There is no doubt that BBC News, terrified of the Tory government and exacerbated by a number of senior political journalists who lean so far to the right it’s like they’ve got one leg shorter than the other, has had serious problems over the past 10 years (at least). Because of what many on the left — myself included — consider a tendency in BBC news output for the left to get hammered while the right gets kid gloves, it’s become increasingly common for people to say, “Fuck the BBC.”
But that’s a mistake. Like the NHS, the BBC is one of the great products of post-war Britain. If it is privatised, bowdlerised, or brutalised into a shadow of its even-now diminished self, something unique will have been lost forever. As I wrote in a previous newsletter:
The BBC is DoctorWho, The Archers, I’m Sorry I Haven’t A Clue, People Just Do Nothing, This Country, Alan Partridge, This Life, I May Destroy You, The Thick of It, John Peel, The Evening Session, Yes, Minister, A Good Read, His Dark Materials, Inside No.9, The Night Manager, Limmy’s Show, Blackadder, Kermode & Mayo’s Film Review, Young Offenders, The Young Ones… I could go on.
Anyone who likes comedy and drama will have a list like that one.
The BBC costs — for radio, TV, news and entertainment — about 43p/day or £13/month. The argument from the right is that the Licence Fee that pays for that material is a tax because if you watch live TV in the UK, you’re legally obliged to have one. I think it’s a good deal overall, despite my long list of gripes about how BBC News does its business.

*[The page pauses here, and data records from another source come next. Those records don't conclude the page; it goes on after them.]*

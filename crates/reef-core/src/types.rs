//! Core type definitions for the simulation.

use serde::{Deserialize, Serialize};
use std::fmt;

/// 2D position in the world
#[derive(Debug, Clone, Copy, PartialEq, Eq, Hash, Serialize, Deserialize)]
pub struct Position {
    pub x: i32,
    pub y: i32,
}

impl Position {
    pub fn new(x: i32, y: i32) -> Self {
        Self { x, y }
    }

    pub fn add(&self, dx: i32, dy: i32) -> Self {
        Self {
            x: self.x + dx,
            y: self.y + dy,
        }
    }

    pub fn step(&self, direction: Direction) -> Self {
        let (dx, dy) = direction.to_delta();
        self.add(dx, dy)
    }
}

impl fmt::Display for Position {
    fn fmt(&self, f: &mut fmt::Formatter<'_>) -> fmt::Result {
        write!(f, "({}, {})", self.x, self.y)
    }
}

/// Direction towards one of the eight adjacent cells
#[derive(Debug, Clone, Copy, PartialEq, Eq, Serialize, Deserialize)]
pub enum Direction {
    North,
    South,
    East,
    West,
    NorthEast,
    NorthWest,
    SouthEast,
    SouthWest,
}

impl Direction {
    pub fn to_delta(&self) -> (i32, i32) {
        match self {
            Direction::North => (0, -1),
            Direction::South => (0, 1),
            Direction::East => (1, 0),
            Direction::West => (-1, 0),
            Direction::NorthEast => (1, -1),
            Direction::NorthWest => (-1, -1),
            Direction::SouthEast => (1, 1),
            Direction::SouthWest => (-1, 1),
        }
    }

    /// All directions in neighbor enumeration order: the west column,
    /// then the east column, then straight up and down.
    pub fn all() -> [Direction; 8] {
        [
            Direction::West,
            Direction::NorthWest,
            Direction::SouthWest,
            Direction::East,
            Direction::NorthEast,
            Direction::SouthEast,
            Direction::North,
            Direction::South,
        ]
    }
}

/// State of a single grid position
#[derive(Debug, Clone, Copy, Default, PartialEq, Eq, Hash, Serialize, Deserialize)]
pub enum Cell {
    #[default]
    Empty,
    Rock,
    Fish,
    Shrimp,
}

impl Cell {
    pub fn is_creature(&self) -> bool {
        matches!(self, Cell::Fish | Cell::Shrimp)
    }

    pub fn is_empty(&self) -> bool {
        *self == Cell::Empty
    }
}

impl fmt::Display for Cell {
    fn fmt(&self, f: &mut fmt::Formatter<'_>) -> fmt::Result {
        let name = match self {
            Cell::Empty => "empty",
            Cell::Rock => "rock",
            Cell::Fish => "fish",
            Cell::Shrimp => "shrimp",
        };
        f.write_str(name)
    }
}

/// Per-kind cell counts for a grid
#[derive(Debug, Clone, Copy, Default, PartialEq, Eq, Serialize, Deserialize)]
pub struct Census {
    pub empty: usize,
    pub rock: usize,
    pub fish: usize,
    pub shrimp: usize,
}

impl Census {
    pub fn record(&mut self, cell: Cell) {
        match cell {
            Cell::Empty => self.empty += 1,
            Cell::Rock => self.rock += 1,
            Cell::Fish => self.fish += 1,
            Cell::Shrimp => self.shrimp += 1,
        }
    }

    pub fn creatures(&self) -> usize {
        self.fish + self.shrimp
    }

    pub fn total(&self) -> usize {
        self.empty + self.rock + self.fish + self.shrimp
    }
}

impl FromIterator<Cell> for Census {
    fn from_iter<I: IntoIterator<Item = Cell>>(iter: I) -> Self {
        let mut census = Census::default();
        for cell in iter {
            census.record(cell);
        }
        census
    }
}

Don’t let the right persuade you to throw the whole BBC out because of the execrable performance of a particular gang in the News division.
Watch now as the Davies/Sharp team wear down the BBC budgets with the aim of getting people to say, “Oh, there’s no point paying for the BBC any longer, it’s rubbish!” Great drama, comedy, and entertainment take money to produce and the government’s aim will be to strangle the funding then kill the corporation itself. If the BBC is destroyed, it will never be rebuilt.